We hypothesize a pathogenic mechanism of ischemia similar to that accepted for the so-called "ocular ischemic syndrome", where a high-grade stenosis or occlusion of the ICA, associated with poor collaterals of the external carotid branches, causes ischemia in the retina with a presumed hemodynamic pathophysiology. The absence of cases with retrograde flow in the ophthalmic artery supports the hypothesis of poor collateral supply in our patients. Although in both cases embolization of a clot could have occurred during the process of carotid occlusion, we think this is much more unlikely than in cases of significant ICA stenosis (>/= 50%) and, in fact, if we assume that the presence of a spot sign makes it easier to think of an embolic pathophysiology, precisely the 4 cases mentioned did not have a spot sign. 

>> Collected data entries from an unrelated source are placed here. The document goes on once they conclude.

//! Typed view of the solver input file
//!
//! Mirrors the mapping produced by [`Simulation::as_api_model`]. Sections
//! keyed by generated names (`mat_0`, `tr_0`, ...) keep their file order.
//!
//! [`Simulation::as_api_model`]: crate::model::Simulation::as_api_model

use std::path::Path;

use serde::de::DeserializeOwned;
use serde::{Deserialize, Deserializer, Serialize};
use serde_json::{Map, Value};

use crate::error::Result;

/// Ordered `(key, value)` pairs of a JSON object
pub type Entries<T> = Vec<(String, T)>;

fn entries<'de, D, T>(deserializer: D) -> std::result::Result<Entries<T>, D::Error>
where
    D: Deserializer<'de>,
    T: DeserializeOwned,
{
    let map = Map::<String, Value>::deserialize(deserializer)?;
    map.into_iter()
        .map(|(key, value)| {
            serde_json::from_value(value)
                .map(|item| (key, item))
                .map_err(serde::de::Error::custom)
        })
        .collect()
}

#[derive(Debug, Clone, PartialEq, Serialize, Deserialize)]
pub struct SimulationInput {
    #[serde(rename = "Setup_settings")]
    pub setup: SetupInput,
    #[serde(rename = "Render_Settings")]
    pub render: RenderInput,
    #[serde(rename = "Materials", deserialize_with = "entries")]
    pub materials: Entries<MaterialInput>,
    #[serde(rename = "Antennas")]
    pub antennas: AntennasInput,
    #[serde(rename = "Solver_Settings")]
    pub solver: SolverInput,
    pub base_scene: String,
    /// Top-level keys this version does not know about
    #[serde(flatten)]
    pub extra: Map<String, Value>,
}

impl SimulationInput {
    pub fn from_json(json: &str) -> Result<Self> {
        Ok(serde_json::from_str(json)?)
    }

    pub fn load(path: &Path) -> Result<Self> {
        let json = std::fs::read_to_string(path)?;
        Self::from_json(&json)
    }
}

#[derive(Debug, Clone, PartialEq, Serialize, Deserialize)]
pub struct SetupInput {
    pub frequency: f64,
    pub bandwidth: f64,
    pub temperature: f64,
}

/// Either `{"look_at": [...]}` or `{"orientation": [...]}`
#[derive(Debug, Clone, Copy, PartialEq, Serialize, Deserialize)]
#[serde(rename_all = "snake_case")]
pub enum Localization {
    LookAt([f64; 3]),
    Orientation([f64; 3]),
}

#[derive(Debug, Clone, PartialEq, Serialize, Deserialize)]
pub struct CameraInput {
    pub position: [f64; 3],
    pub localization: Localization,
}

#[derive(Debug, Clone, PartialEq, Serialize, Deserialize)]
pub struct RenderInput {
    pub fov: f64,
    pub lighting_scale: f64,
    pub resolution: [f64; 2],
    pub clip_at: Option<f64>,
    pub clip_plane_orientation: [f64; 3],
    pub return_bitmap: bool,
    pub num_samples: i64,
    pub envmap: Option<String>,
    pub camera: CameraInput,
}

/// A built-in option name, or `{"custom": <value>}`
#[derive(Debug, Clone, PartialEq, Serialize, Deserialize)]
#[serde(untagged)]
pub enum Selection<T> {
    Builtin(String),
    Custom { custom: T },
}

impl<T> Selection<T> {
    pub fn custom(&self) -> Option<&T> {
        match self {
            Selection::Builtin(_) => None,
            Selection::Custom { custom } => Some(custom),
        }
    }
}

#[derive(Debug, Clone, PartialEq, Serialize, Deserialize)]
pub struct ArrayInput {
    pub num_rows: i64,
    pub num_cols: i64,
    pub vertical_spacing: f64,
    pub horizontal_spacing: f64,
    /// Built-in pattern or a factory source file
    pub pattern: Selection<String>,
    /// Built-in polarization or custom slant angles
    pub polarization: Selection<[f64; 2]>,
    /// Built-in model or a model source file
    pub polarization_model: Selection<String>,
}

#[derive(Debug, Clone, PartialEq, Serialize, Deserialize)]
pub struct TransmitterInput {
    pub position: [f64; 3],
    pub power_dbm: f64,
    pub localization: Localization,
    pub velocity: [f64; 3],
}

#[derive(Debug, Clone, PartialEq, Serialize, Deserialize)]
pub struct ReceiverInput {
    pub position: [f64; 3],
    pub localization: Localization,
    pub velocity: [f64; 3],
}

#[derive(Debug, Clone, PartialEq, Serialize, Deserialize)]
pub struct AntennasInput {
    pub tx_array: ArrayInput,
    pub rx_array: ArrayInput,
    #[serde(deserialize_with = "entries")]
    pub transmitters: Entries<TransmitterInput>,
    #[serde(deserialize_with = "entries")]
    pub receivers: Entries<ReceiverInput>,
}

#[derive(Debug, Clone, PartialEq, Serialize, Deserialize)]
pub struct GeometryInput {
    pub fname: String,
    pub name: String,
}

#[derive(Debug, Clone, PartialEq, Serialize, Deserialize)]
#[serde(tag = "type")]
pub enum MaterialKind {
    #[serde(rename = "ITUMaterials")]
    Itu {
        #[serde(rename = "ITU_name")]
        itu_name: String,
    },
    #[serde(rename = "CustomMaterials")]
    Custom {
        thickness: f64,
        relative_permittivity: f64,
        conductivity: f64,
        scattering_coefficient: f64,
        xpd_coefficient: f64,
        scattering_pattern: Selection<String>,
    },
}

#[derive(Debug, Clone, PartialEq, Serialize, Deserialize)]
pub struct MaterialInput {
    #[serde(flatten)]
    pub kind: MaterialKind,
    #[serde(default)]
    pub geometries: Vec<GeometryInput>,
}

#[derive(Debug, Clone, PartialEq, Serialize, Deserialize)]
pub struct ResizingInput {
    pub activate: bool,
    pub center: [f64; 3],
    pub orientation: [f64; 3],
    pub size: [f64; 2],
}

#[derive(Debug, Clone, PartialEq, Serialize, Deserialize)]
pub struct RescalingInput {
    pub activate: bool,
    pub rm_vmax: f64,
    pub rm_vmin: f64,
}

#[derive(Debug, Clone, PartialEq, Serialize, Deserialize)]
pub struct SamplePositionsInput {
    pub activate: bool,
    pub num_positions: i64,
    pub metric: String,
    pub min_val_db: f64,
    pub max_val_db: f64,
    pub min_dist: f64,
    pub max_dist: f64,
    pub tx_association: bool,
    pub center_pos: bool,
    pub seed: i64,
}

#[derive(Debug, Clone, PartialEq, Serialize, Deserialize)]
pub struct RadioMapInput {
    pub samples: i64,
    pub los: bool,
    pub specular_reflection: bool,
    pub diffuse_reflection: bool,
    pub refraction: bool,
    pub max_depth: i64,
    pub seed: i64,
    pub stop_threshold: i64,
    pub cell_size: [f64; 2],
    pub rr_depth: i64,
    pub rr_prob: f64,
    pub rm_db_scale: bool,
    pub rm_metric: String,
    pub rm_show_color_bar: bool,
    pub resizing: ResizingInput,
    pub rescaling: RescalingInput,
    pub sample_positions: SamplePositionsInput,
}

/// `"Nyquist"` or `{"Custom": <seconds>}`
#[derive(Debug, Clone, Copy, PartialEq, Serialize, Deserialize)]
pub enum SamplingFrequency {
    Nyquist,
    Custom(f64),
}

#[derive(Debug, Clone, PartialEq, Serialize, Deserialize)]
pub struct PathInput {
    pub max_depth: i64,
    pub max_number_paths_per_src: i64,
    pub samples: i64,
    pub synthetic_array: bool,
    pub los: bool,
    pub specular_reflection: bool,
    pub diffuse_reflection: bool,
    pub refraction: bool,
    pub seed: i64,
    pub num_subcarriers: i64,
    pub subcarrier_spacing: f64,
    pub low_pass_bandwidth: f64,
    pub l_min: f64,
    pub l_max: f64,
    pub normalize_energy: bool,
    pub normalize_delays: bool,
    pub sampling_frequency: SamplingFrequency,
}

#[derive(Debug, Clone, PartialEq, Serialize, Deserialize)]
#[serde(tag = "type")]
pub enum SolverInput {
    RadioMap(RadioMapInput),
    Path(PathInput),
}

#[cfg(test)]
mod tests {
    use super::*;
    use crate::model::{MemoryModel, Simulation};
    use pretty_assertions::assert_eq;

    fn exported(simulation: &mut Simulation) -> SimulationInput {
        let results = tempfile::tempdir().unwrap();
        let payload = simulation.as_api_model(results.path(), &MemoryModel::new()).unwrap();
        let json = serde_json::to_string(&payload).unwrap();
        SimulationInput::from_json(&json).unwrap()
    }

    #[test]
    fn test_reads_default_simulation() {
        let mut simulation = Simulation::default();
        simulation.antennas.transmitters.add();
        simulation.antennas.receivers.add();

        let input = exported(&mut simulation);
        assert_eq!(input.setup.frequency, 3.5e9);
        assert_eq!(input.base_scene, "Blank");
        assert_eq!(input.render.clip_at, None);
        assert_eq!(input.render.envmap, None);
        assert_eq!(
            input.render.camera.localization,
            Localization::LookAt([-15.0, 30.0, 28.0])
        );
        assert_eq!(input.antennas.tx_array.pattern, Selection::Builtin("iso".to_string()));
        assert_eq!(input.antennas.transmitters.len(), 1);
        assert_eq!(input.antennas.transmitters[0].0, "tr_0");
        assert_eq!(input.antennas.receivers[0].0, "rv_0");
        assert!(input.materials.is_empty());
        assert!(matches!(input.solver, SolverInput::RadioMap(_)));
        assert!(input.extra.is_empty());
    }

    #[test]
    fn test_unknown_keys_are_kept() {
        let mut simulation = Simulation::default();
        simulation.antennas.transmitters.add();
        let results = tempfile::tempdir().unwrap();
        let mut payload = simulation.as_api_model(results.path(), &MemoryModel::new()).unwrap();
        payload.scene.insert("plugin_version".into(), Value::from("1.2"));

        let json = serde_json::to_string(&payload).unwrap();
        let input = SimulationInput::from_json(&json).unwrap();
        assert_eq!(input.extra.get("plugin_version"), Some(&Value::from("1.2")));
    }

    #[test]
    fn test_custom_selections() {
        let pattern: Selection<String> =
            serde_json::from_str(r#"{"custom": "input_files/patterns.py"}"#).unwrap();
        assert_eq!(pattern.custom().map(String::as_str), Some("input_files/patterns.py"));

        let polarization: Selection<[f64; 2]> =
            serde_json::from_str(r#"{"custom": [45.0, -45.0]}"#).unwrap();
        assert_eq!(polarization.custom(), Some(&[45.0, -45.0]));

        let nyquist: SamplingFrequency = serde_json::from_str(r#""Nyquist""#).unwrap();
        assert_eq!(nyquist, SamplingFrequency::Nyquist);
        let custom: SamplingFrequency = serde_json::from_str(r#"{"Custom": 1e-8}"#).unwrap();
        assert_eq!(custom, SamplingFrequency::Custom(1e-8));
    }

    #[test]
    fn test_material_kinds() {
        let itu: MaterialInput = serde_json::from_str(
            r#"{"type": "ITUMaterials", "ITU_name": "glass",
                "geometries": [{"fname": "input_files/a.ply", "name": "A"}]}"#,
        )
        .unwrap();
        assert_eq!(
            itu.kind,
            MaterialKind::Itu {
                itu_name: "glass".to_string()
            }
        );
        assert_eq!(itu.geometries[0].fname, "input_files/a.ply");

        let custom: MaterialInput = serde_json::from_str(
            r#"{"type": "CustomMaterials", "thickness": 0.2, "relative_permittivity": 4,
                "conductivity": 0.01, "scattering_coefficient": 0.0, "xpd_coefficient": 0.0,
                "scattering_pattern": "lambertian", "geometries": []}"#,
        )
        .unwrap();
        assert!(matches!(
            custom.kind,
            MaterialKind::Custom { relative_permittivity, .. } if relative_permittivity == 4.0
        ));
    }
}
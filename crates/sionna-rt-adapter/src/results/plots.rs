//! Plotly-style plot descriptions
//!
//! Every builder returns a JSON document with `id`, `title`, `data` and
//! `layout` that the host hands to its plot widget unchanged.

use std::path::Path;

use serde_json::{json, Value};

pub const HISTOGRAM_EDGES: usize = 20;

fn legend() -> Value {
    json!({
        "x": 0.98,
        "xanchor": "right",
        "y": 0.98,
        "yanchor": "top",
        "borderwidth": 1,
        "bgcolor": "rgba(180,180,180,0.2)"
    })
}

fn axes_layout(title: &str, x_title: &str, y_title: &str) -> Value {
    json!({
        "title": {"text": title},
        "xaxis": {"title": x_title},
        "yaxis": {"title": y_title},
        "annotations": [],
        "margin": {}
    })
}

fn index_labels(count: usize) -> Vec<String> {
    (0..count).map(|i| format!("{:.1}", i as f64)).collect()
}

/// Rendered scene, referenced by path
pub fn image(path: &Path, title: &str) -> Value {
    json!({
        "id": "1",
        "title": title,
        "data": [{
            "name": title,
            "type": "image",
            "source": path.to_string_lossy(),
            "showlegend": false,
            "visible": true
        }],
        "layout": {
            "title": {"text": title},
            "xaxis": {"visible": false},
            "yaxis": {"visible": false},
            "annotations": [],
            "margin": {},
            "legend": legend()
        }
    })
}

/// One radio-map metric over the cell grid; `rows` is indexed `[y][x]`
pub fn heatmap(rows: &[&[f64]], title: &str, name: &str) -> Value {
    let columns = rows.first().map_or(0, |row| row.len());
    json!({
        "id": "5",
        "title": title,
        "data": [{
            "type": "heatmap",
            "z": rows,
            "x": index_labels(columns),
            "y": index_labels(rows.len()),
            "colorscale": "Viridis",
            "showscale": true,
            "name": name
        }],
        "layout": axes_layout(title, "Cell index (X Axis)", "Cell index (Y Axis)")
    })
}

pub fn line(y: &[f64], x_title: &str, y_title: &str, title: &str) -> Value {
    let mut layout = axes_layout(title, x_title, y_title);
    layout["legend"] = legend();
    json!({
        "id": "1",
        "title": title,
        "data": [{
            "name": "Line Trace",
            "type": "scattergl",
            "showlegend": true,
            "visible": true,
            "text": "",
            "textposition": "",
            "x": index_labels(y.len()),
            "y": y,
            "line": {"color": "rgb(57,231,95)", "dash": "0"},
            "mode": "lines"
        }],
        "layout": layout
    })
}

/// Axis titles and trace name of a marker plot
#[derive(Debug, Clone, Copy)]
pub struct ScatterLabels<'a> {
    pub title: &'a str,
    pub name: &'a str,
    pub x_title: &'a str,
    pub y_title: &'a str,
}

impl Default for ScatterLabels<'_> {
    fn default() -> Self {
        Self {
            title: "Discrete Channel Taps",
            name: "Tap Amplitude",
            x_title: "Tap index",
            y_title: "Tap amplitude",
        }
    }
}

/// Markers at `x` (or at the element index) with magnitudes `y`
pub fn scatter(y: &[f64], x: Option<&[f64]>, labels: ScatterLabels<'_>) -> Value {
    let x: Vec<f64> = match x {
        Some(x) => x.to_vec(),
        None => (0..y.len()).map(|i| i as f64).collect(),
    };
    let y: Vec<f64> = y.iter().map(|v| v.abs()).collect();
    json!({
        "id": "7",
        "title": labels.title,
        "data": [{
            "type": "scatter",
            "mode": "markers",
            "x": x,
            "y": y,
            "name": labels.name
        }],
        "layout": axes_layout(labels.title, labels.x_title, labels.y_title)
    })
}

/// Weighted histogram over `HISTOGRAM_EDGES` evenly spaced edges spanning
/// the data; the last bin is closed
#[derive(Debug, Clone, PartialEq)]
pub struct Histogram {
    pub edges: Vec<f64>,
    pub counts: Vec<f64>,
}

impl Histogram {
    pub fn weighted(values: &[f64], weights: &[f64]) -> Self {
        let finite = values.iter().copied().filter(|v| v.is_finite());
        let (mut low, mut high) = finite.fold((f64::INFINITY, f64::NEG_INFINITY), |(lo, hi), v| {
            (lo.min(v), hi.max(v))
        });
        if low > high {
            (low, high) = (0.0, 1.0);
        } else if low == high {
            (low, high) = (low - 0.5, high + 0.5);
        }

        let bins = HISTOGRAM_EDGES - 1;
        let step = (high - low) / bins as f64;
        let edges: Vec<f64> = (0..HISTOGRAM_EDGES)
            .map(|i| if i == bins { high } else { low + step * i as f64 })
            .collect();

        let mut counts = vec![0.0; bins];
        for (&value, &weight) in values.iter().zip(weights) {
            if !value.is_finite() {
                continue;
            }
            let bin = (((value - low) / step) as usize).min(bins - 1);
            counts[bin] += weight;
        }
        Self { edges, counts }
    }

    pub fn centers(&self) -> Vec<f64> {
        self.edges.windows(2).map(|w| (w[0] + w[1]) / 2.0).collect()
    }

    pub fn widths(&self) -> Vec<f64> {
        self.edges.windows(2).map(|w| w[1] - w[0]).collect()
    }
}

pub fn cir_histogram(histogram: &Histogram) -> Value {
    let title = "Binned Channel Impulse Response";
    let labels: Vec<String> = histogram.centers().iter().map(|c| format!("{:.2e}", c)).collect();
    json!({
        "id": "6",
        "title": title,
        "data": [{
            "type": "bar",
            "x": labels,
            "y": histogram.counts,
            "width": histogram.widths(),
            "name": "Sum of |a|"
        }],
        "layout": axes_layout(title, "Delay [ns]", "Sum of |a| in bin")
    })
}
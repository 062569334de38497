//! Headless property tree
//!
//! Adapters draw themselves into a [`PropertyGroup`]: a plain description of
//! the controls the host's property panel should show. The host turns user
//! edits back into [`PropertyEvent`]s which are routed to the owning adapter.

use std::path::PathBuf;

/// What happened to a property in the host UI
#[derive(Debug, Clone, Copy, PartialEq, Eq)]
pub enum ModificationKind {
    /// The user changed the value
    Modified,
    /// Only the display metadata (description, visibility) changed
    Appearance,
    /// The property was attached to a parent
    Attached,
}

/// A value delivered by the host when a control is edited
#[derive(Debug, Clone, PartialEq)]
pub enum PropertyValue {
    Bool(bool),
    Int(i64),
    Real(f64),
    Text(String),
    File(Option<PathBuf>),
    Vec2([f64; 2]),
    Vec3([f64; 3]),
    /// Index into an enumerated list of options
    Choice(usize),
}

#[derive(Debug, Clone, PartialEq)]
pub struct PropertyEvent {
    pub kind: ModificationKind,
    pub value: PropertyValue,
}

impl PropertyEvent {
    pub fn new(kind: ModificationKind, value: PropertyValue) -> Self {
        Self { kind, value }
    }

    /// A "value changed" event, the only kind adapters react to
    pub fn modified(value: PropertyValue) -> Self {
        Self::new(ModificationKind::Modified, value)
    }

    pub fn is_modification(&self) -> bool {
        self.kind == ModificationKind::Modified
    }
}

/// The control a property is rendered with
#[derive(Debug, Clone, PartialEq)]
pub enum Widget {
    Bool(bool),
    Int { value: i64, min: i64, max: i64 },
    Real(f64),
    Text(String),
    Enum { options: Vec<String>, chosen: usize },
    File { filter: String, value: Option<PathBuf> },
    RealTuple([f64; 2]),
    Vec3([f64; 3]),
    Group(PropertyGroup),
}

#[derive(Debug, Clone, PartialEq)]
pub struct PropertyNode {
    pub name: String,
    pub description: Option<String>,
    pub visible: bool,
    pub widget: Widget,
}

impl PropertyNode {
    pub fn as_group(&self) -> Option<&PropertyGroup> {
        match &self.widget {
            Widget::Group(group) => Some(group),
            _ => None,
        }
    }
}

/// An ordered, named collection of property nodes
#[derive(Debug, Clone, Default, PartialEq)]
pub struct PropertyGroup {
    pub description: Option<String>,
    nodes: Vec<PropertyNode>,
}

impl PropertyGroup {
    pub fn new() -> Self {
        Self::default()
    }

    pub fn with_description(description: impl Into<String>) -> Self {
        Self {
            description: Some(description.into()),
            nodes: Vec::new(),
        }
    }

    /// Append a control; returns it so callers can set description or visibility
    pub fn add(&mut self, name: impl Into<String>, widget: Widget) -> &mut PropertyNode {
        self.nodes.push(PropertyNode {
            name: name.into(),
            description: None,
            visible: true,
            widget,
        });
        let last = self.nodes.len() - 1;
        &mut self.nodes[last]
    }

    pub fn get(&self, name: &str) -> Option<&PropertyNode> {
        self.nodes.iter().find(|n| n.name == name)
    }

    pub fn get_mut(&mut self, name: &str) -> Option<&mut PropertyNode> {
        self.nodes.iter_mut().find(|n| n.name == name)
    }

    pub fn iter(&self) -> impl Iterator<Item = &PropertyNode> {
        self.nodes.iter()
    }

    pub fn iter_mut(&mut self) -> impl Iterator<Item = &mut PropertyNode> {
        self.nodes.iter_mut()
    }

    pub fn len(&self) -> usize {
        self.nodes.len()
    }

    pub fn is_empty(&self) -> bool {
        self.nodes.is_empty()
    }

    pub fn clear(&mut self) {
        self.nodes.clear();
    }

    /// Names of the controls currently shown
    pub fn visible_names(&self) -> Vec<&str> {
        self.nodes
            .iter()
            .filter(|n| n.visible)
            .map(|n| n.name.as_str())
            .collect()
    }
}

#[cfg(test)]
mod tests {
    use super::*;

    #[test]
    fn test_add_and_lookup() {
        let mut group = PropertyGroup::with_description("Setup Settings");
        group.add("frequency", Widget::Real(3.5e9)).description = Some("Frequency".into());
        group.add("hidden", Widget::Bool(false)).visible = false;

        assert_eq!(group.len(), 2);
        assert_eq!(group.get("frequency").unwrap().widget, Widget::Real(3.5e9));
        assert_eq!(group.visible_names(), vec!["frequency"]);
    }

    #[test]
    fn test_only_modified_counts_as_modification() {
        assert!(PropertyEvent::modified(PropertyValue::Bool(true)).is_modification());
        let event = PropertyEvent::new(ModificationKind::Appearance, PropertyValue::Bool(true));
        assert!(!event.is_modification());
    }
}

Point 6: Line 187: What do you mean by "proximal disturbance” of the ophthalmic artery due to atherosclerotic disease"? Is this an ultrasound diagnosis (which I can hardly imagine): If so, it should be explained in the results section and highlighted by a figure).

Response 6: see comments “Point 6. Response to Reviewer 2”.

“proximal disturbance of the ophthalmic artery” is a hypothesis to explain the absence of flow in CRA and spot sign detection in NSS group with a ICA occlusion or GCA.

Of course, we have not been able to see an atherosclerotic disease in the ophthalmic artery by ultrasound.

We agree that the term “proximal disturbance” can lead to confusion, so we have changed that paragraph to improve comprehension: “only in the NSS group did we find cases of ipsilateral ICA occlusion. In our series there were only 4 potential cases: an ICA occlusion due to cardiac embolism and three ICA occlusions due to large vessel atheromatous disease. We postulate a hemodynamic mechanism of retinal ischemia for these cases given that we found no flow signal in the CRA in all the 4 patients (in two of them there was even no flow in the ophthalmic artery). This hemodynamic mechanism of ischemia would be similar to that accepted for the so-called "ocular ischemic syndrome", where a high-grade stenosis or occlusion of the ICA, associated with poor collaterals of the external carotid branches, causes ischemia in the retina with a presumed hemodynamic pathophysiology. “

 

We hope that these changes will provide a satisfactory response to the reviewer's comments.

We look forward to hearing from you soon. Thank you for your time and consideration.